■ SOURCE DATA:
━━━━━━━━━━
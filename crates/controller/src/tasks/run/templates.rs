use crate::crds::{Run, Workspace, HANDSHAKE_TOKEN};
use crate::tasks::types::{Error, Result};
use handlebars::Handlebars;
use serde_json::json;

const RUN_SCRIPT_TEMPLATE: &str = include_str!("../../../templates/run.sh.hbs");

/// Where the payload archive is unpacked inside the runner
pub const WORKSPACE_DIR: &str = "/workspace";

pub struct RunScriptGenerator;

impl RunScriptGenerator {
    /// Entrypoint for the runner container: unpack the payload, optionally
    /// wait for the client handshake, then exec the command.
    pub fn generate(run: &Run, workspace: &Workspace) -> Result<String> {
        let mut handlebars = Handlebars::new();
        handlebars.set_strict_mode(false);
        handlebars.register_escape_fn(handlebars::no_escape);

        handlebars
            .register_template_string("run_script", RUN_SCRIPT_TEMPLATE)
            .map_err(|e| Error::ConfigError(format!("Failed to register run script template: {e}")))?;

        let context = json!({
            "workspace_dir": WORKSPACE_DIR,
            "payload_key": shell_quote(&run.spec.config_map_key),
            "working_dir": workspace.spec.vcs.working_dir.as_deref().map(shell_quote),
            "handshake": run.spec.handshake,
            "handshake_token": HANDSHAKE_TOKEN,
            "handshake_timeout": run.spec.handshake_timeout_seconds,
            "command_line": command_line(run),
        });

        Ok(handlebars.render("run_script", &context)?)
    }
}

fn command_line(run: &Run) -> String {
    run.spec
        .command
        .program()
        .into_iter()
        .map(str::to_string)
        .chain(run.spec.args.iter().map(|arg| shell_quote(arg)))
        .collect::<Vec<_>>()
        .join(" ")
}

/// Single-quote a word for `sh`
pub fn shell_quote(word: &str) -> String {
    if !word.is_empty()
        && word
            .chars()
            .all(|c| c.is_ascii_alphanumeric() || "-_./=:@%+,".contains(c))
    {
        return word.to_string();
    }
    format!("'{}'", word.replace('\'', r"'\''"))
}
━━━━━━━━━━
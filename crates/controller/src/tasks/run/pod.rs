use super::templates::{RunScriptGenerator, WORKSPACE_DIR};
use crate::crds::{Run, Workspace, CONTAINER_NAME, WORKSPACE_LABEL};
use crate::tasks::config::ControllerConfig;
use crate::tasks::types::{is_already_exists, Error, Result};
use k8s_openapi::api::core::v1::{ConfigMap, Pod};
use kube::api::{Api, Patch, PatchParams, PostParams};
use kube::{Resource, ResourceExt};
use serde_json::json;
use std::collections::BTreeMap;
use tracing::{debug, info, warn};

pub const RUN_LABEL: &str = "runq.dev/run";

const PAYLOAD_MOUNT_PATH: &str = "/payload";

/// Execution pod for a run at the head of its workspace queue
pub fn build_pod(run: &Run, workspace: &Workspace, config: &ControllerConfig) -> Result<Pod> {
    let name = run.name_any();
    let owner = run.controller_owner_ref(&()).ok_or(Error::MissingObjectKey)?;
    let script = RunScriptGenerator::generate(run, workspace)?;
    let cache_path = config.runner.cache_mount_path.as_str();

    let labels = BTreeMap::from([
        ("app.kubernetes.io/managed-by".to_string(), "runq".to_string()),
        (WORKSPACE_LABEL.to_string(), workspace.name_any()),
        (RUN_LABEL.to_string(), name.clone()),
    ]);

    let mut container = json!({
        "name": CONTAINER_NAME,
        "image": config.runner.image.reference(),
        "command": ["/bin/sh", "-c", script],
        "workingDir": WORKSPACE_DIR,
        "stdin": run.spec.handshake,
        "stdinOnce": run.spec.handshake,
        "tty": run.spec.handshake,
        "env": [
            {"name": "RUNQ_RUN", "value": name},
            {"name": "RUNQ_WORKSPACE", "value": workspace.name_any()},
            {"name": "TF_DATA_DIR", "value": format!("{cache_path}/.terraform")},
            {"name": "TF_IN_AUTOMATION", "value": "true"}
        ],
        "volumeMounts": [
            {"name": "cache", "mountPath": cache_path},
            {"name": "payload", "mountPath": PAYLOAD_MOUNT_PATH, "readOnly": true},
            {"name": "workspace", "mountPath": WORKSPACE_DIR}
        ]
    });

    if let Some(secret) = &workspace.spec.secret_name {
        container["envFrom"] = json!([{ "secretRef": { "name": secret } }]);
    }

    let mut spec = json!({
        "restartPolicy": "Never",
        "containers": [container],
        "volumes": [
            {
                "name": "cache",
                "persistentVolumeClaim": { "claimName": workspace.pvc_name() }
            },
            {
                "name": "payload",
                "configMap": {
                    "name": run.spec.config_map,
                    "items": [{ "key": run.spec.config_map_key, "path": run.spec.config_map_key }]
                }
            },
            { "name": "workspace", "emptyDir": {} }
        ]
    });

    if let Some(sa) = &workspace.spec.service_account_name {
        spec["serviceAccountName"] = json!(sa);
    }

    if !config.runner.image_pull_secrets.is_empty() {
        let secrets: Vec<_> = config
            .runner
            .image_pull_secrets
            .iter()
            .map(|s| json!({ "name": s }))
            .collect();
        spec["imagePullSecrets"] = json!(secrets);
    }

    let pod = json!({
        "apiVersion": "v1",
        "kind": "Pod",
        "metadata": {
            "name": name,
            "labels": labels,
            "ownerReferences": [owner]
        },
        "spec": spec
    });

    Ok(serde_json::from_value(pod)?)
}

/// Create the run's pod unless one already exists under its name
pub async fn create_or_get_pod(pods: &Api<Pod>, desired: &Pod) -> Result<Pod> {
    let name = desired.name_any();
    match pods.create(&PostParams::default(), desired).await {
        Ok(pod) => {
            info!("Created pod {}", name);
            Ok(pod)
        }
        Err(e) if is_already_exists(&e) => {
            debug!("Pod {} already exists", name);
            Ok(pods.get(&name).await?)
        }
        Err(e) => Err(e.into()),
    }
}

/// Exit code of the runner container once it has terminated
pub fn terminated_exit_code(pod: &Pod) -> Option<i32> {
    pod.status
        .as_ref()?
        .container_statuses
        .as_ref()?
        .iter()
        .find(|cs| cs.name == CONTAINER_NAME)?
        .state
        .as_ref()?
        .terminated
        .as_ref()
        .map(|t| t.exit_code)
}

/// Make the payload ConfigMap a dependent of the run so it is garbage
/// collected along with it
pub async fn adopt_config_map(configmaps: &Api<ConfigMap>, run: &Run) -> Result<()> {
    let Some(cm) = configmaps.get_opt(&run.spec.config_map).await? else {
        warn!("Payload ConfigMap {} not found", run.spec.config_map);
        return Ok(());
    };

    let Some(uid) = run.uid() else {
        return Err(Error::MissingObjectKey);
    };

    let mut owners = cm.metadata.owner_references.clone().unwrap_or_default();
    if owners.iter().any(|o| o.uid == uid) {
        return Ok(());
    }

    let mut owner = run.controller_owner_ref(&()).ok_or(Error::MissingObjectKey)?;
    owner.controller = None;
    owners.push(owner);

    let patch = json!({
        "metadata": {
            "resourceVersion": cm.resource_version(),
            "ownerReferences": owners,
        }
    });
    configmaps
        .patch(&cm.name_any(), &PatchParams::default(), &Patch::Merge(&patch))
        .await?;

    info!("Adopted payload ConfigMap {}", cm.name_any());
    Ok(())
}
━━━━━━━━━━
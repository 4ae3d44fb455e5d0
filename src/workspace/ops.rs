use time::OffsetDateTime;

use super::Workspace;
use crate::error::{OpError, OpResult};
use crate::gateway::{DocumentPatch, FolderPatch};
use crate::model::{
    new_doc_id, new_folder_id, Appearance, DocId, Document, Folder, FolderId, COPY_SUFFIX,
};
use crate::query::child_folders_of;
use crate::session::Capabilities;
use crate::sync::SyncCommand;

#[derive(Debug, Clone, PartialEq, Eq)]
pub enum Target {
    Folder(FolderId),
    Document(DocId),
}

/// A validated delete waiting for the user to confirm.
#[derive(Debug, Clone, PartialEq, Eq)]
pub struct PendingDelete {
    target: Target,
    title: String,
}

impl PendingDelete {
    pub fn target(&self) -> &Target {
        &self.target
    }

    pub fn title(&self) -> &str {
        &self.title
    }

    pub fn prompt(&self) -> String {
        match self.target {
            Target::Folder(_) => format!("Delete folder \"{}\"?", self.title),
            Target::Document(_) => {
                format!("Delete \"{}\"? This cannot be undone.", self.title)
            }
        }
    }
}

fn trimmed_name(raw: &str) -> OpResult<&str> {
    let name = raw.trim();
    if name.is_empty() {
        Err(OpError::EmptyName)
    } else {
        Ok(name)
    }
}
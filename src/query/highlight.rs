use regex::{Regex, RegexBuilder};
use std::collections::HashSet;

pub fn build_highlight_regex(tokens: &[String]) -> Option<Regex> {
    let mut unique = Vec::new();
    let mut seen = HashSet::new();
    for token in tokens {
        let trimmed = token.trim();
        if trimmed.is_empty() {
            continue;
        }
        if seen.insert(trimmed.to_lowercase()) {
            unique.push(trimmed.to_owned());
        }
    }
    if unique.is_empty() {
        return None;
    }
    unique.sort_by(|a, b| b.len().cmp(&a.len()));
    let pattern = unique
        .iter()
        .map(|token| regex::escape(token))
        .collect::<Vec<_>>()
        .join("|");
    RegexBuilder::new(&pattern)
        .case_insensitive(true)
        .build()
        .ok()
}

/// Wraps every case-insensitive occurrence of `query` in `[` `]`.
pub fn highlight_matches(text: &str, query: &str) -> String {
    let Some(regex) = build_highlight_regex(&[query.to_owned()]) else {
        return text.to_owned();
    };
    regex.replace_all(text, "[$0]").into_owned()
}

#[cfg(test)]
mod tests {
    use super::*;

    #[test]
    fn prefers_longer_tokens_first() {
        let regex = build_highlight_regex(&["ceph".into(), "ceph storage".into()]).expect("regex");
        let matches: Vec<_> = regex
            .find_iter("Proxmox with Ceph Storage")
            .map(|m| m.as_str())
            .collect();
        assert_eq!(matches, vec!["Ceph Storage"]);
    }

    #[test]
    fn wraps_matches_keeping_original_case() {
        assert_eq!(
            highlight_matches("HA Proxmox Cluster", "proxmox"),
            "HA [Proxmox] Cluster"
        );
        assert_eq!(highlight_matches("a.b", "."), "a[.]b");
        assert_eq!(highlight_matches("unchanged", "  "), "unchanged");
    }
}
━━━━━━━━━━
■ EXERCISE BRIEF: Filter the lines above, keeping and copying those that contain "generate".

■ COMPLETED TASK:
    pub fn generate(run: &Run, workspace: &Workspace) -> Result<String> {
    let script = RunScriptGenerator::generate(run, workspace)?;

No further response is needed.